Simultaneous Quantification of Lamivudine, Tenofovir Disoproxil Fumarate and Doravirine in Pharmaceutical Dosage Form by Liquid Chromatography with Diode Array Detection

new simple, precise and robust isocratic reverse-phase high performance liquid chromatography (RP-HPLC) method was developed and validated for simultaneous determination of lamivudine, tenofovir disoproxil fumarate (TDF), and doravirine in bulk and pharmaceutical dosage form. The validation included specificity, linearity, system suitability, precision, robustness, LOD and LOQ characteristics. The chromatographic separation was achieved on C 18 X bridge phenyl column (150 × 4.6 mm, 3 μm particle size) eluted with acetonitrile and hexane-1-sulfonic acid (pH 2.5; 50:50, v/v) at a flow rate of 0.8 mL/min and monitored at 243 nm over a run time of 12 min. The retention times of lamivudine, TDF, and doravirine were found to be 2.45, 7.3, and 8.79 min. respectively. The method was linear in the range of 5 – 100 μg/mL ( r 2 = 0.999) for lamivudine and TDF and in the range of 1.75 – 35 μg/mL ( r 2 = 0.999) for doravirine.
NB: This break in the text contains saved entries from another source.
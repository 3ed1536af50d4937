//! Canonical serialization for deterministic fingerprints.
//!
//! Timeline fingerprints back the idempotence guarantee: reconciling an
//! already-consistent timeline must yield the same fingerprint.
//!
//! ## Determinism Guarantees
//!
//! - Struct fields serialize in declaration order
//! - Segments serialize in timeline order
//! - Derived segment ids are content-derived, never random

use serde::Serialize;
use xxhash_rust::xxh64::xxh64;

/// Serialize a value to canonical JSON bytes.
pub fn to_canonical_bytes<T: Serialize>(value: &T) -> Vec<u8> {
    serde_json::to_vec(value).expect("timeline types serialize infallibly")
}

/// Compute the xxh64 hash of a value's canonical bytes.
pub fn canonical_hash<T: Serialize>(value: &T) -> u64 {
    xxh64(&to_canonical_bytes(value), 0)
}

/// Compute canonical hash and return as hex string.
pub fn canonical_hash_hex<T: Serialize>(value: &T) -> String {
    format!("{:016x}", canonical_hash(value))
}
impl<R: RouteProvider> CorridorManager<R> {
    /// Create a manager using the routing limits of `policy`.
    pub fn new(router: R, policy: &ReconcilePolicy) -> Self {
        Self {
            router,
            concurrency: policy.route_concurrency.max(1),
            timeout: policy.route_timeout(),
        }
    }

    /// The routing provider.
    pub fn router(&self) -> &R {
        &self.router
    }

    /// Full repair pass: structure first, then routing.
    pub async fn validate_and_repair(&self, timeline: &Timeline) -> RepairOutcome {
        let StructuralRepair {
            timeline,
            removed,
            synthesized,
            ..
        } = repair_structure(timeline);
        let (timeline, unrouted) = self.route_drives(timeline).await;

        RepairOutcome {
            timeline,
            removed,
            synthesized,
            unrouted,
        }
    }

    /// Route every drive, at most `route_concurrency` requests at a time.
    ///
    /// Returns the updated list and the ids of drives that could not be routed.
    pub async fn route_drives(&self, timeline: Timeline) -> (Timeline, Vec<SegmentId>) {
        let jobs: Vec<(usize, Option<Coordinates>, Option<Coordinates>)> = timeline
            .iter()
            .enumerate()
            .filter_map(|(index, segment)| {
                let leg = segment.drive()?;
                Some((
                    index,
                    origin_point(&timeline, index, leg),
                    destination_point(&timeline, index, leg),
                ))
            })
            .collect();
        if jobs.is_empty() {
            return (timeline, Vec::new());
        }

        let router = &self.router;
        let timeout = self.timeout;
        let mut results: Vec<(usize, Result<Route, RoutingError>)> = stream::iter(jobs)
            .map(|(index, origin, destination)| async move {
                let result = match (origin, destination) {
                    (Some(o), Some(d)) => tokio::time::timeout(timeout, router.get_route(o, d))
                        .await
                        .unwrap_or(Err(RoutingError::Timeout(timeout))),
                    _ => Err(RoutingError::NoRoute { origin, destination }),
                };
                (index, result)
            })
            .buffer_unordered(self.concurrency)
            .collect()
            .await;
        results.sort_by_key(|(index, _)| *index);

        let mut segments = timeline.into_segments();
        let mut unrouted = Vec::new();
        for (index, result) in results {
            let segment = &mut segments[index];
            match result {
                Ok(route) => apply_route(segment, route),
                Err(error) => {
                    tracing::warn!(drive = %segment.id, %error, "drive left unrouted");
                    clear_route(segment);
                    unrouted.push(segment.id);
                }
            }
        }

        tracing::debug!(unrouted = unrouted.len(), "drives routed");
        (Timeline::new(segments), unrouted)
    }
}

/// Coordinates of a drive's origin, falling back to the nearest preceding
/// segment that has coordinates.
fn origin_point(timeline: &Timeline, index: usize, leg: &DriveLeg) -> Option<Coordinates> {
    leg.origin_id
        .and_then(|id| timeline.find(&id))
        .and_then(|s| s.coordinates)
        .or_else(|| timeline.segments()[..index].iter().rev().find_map(|s| s.coordinates))
}

/// Coordinates of a drive's destination, falling back to the nearest
/// following segment that has coordinates.
fn destination_point(timeline: &Timeline, index: usize, leg: &DriveLeg) -> Option<Coordinates> {
    leg.destination_id
        .and_then(|id| timeline.find(&id))
        .and_then(|s| s.coordinates)
        .or_else(|| timeline.segments()[index + 1..].iter().find_map(|s| s.coordinates))
}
The percentage recoveries of three drugs were within the acceptable limits (98 – 102%). The method was found to be precise as confirmed by % RSD < 0.6. Forced degradation study was conducted as per ICH guidelines, and the three drugs showed degradation within 21.4 – 33.8% under acidic, basic, oxidative, photolysis, and hydrolysis conditions. The proposed RP-HPLC method can be used for the quantification of lamivudine, TDF, and doravirine in API and tablets without any interference from excipients.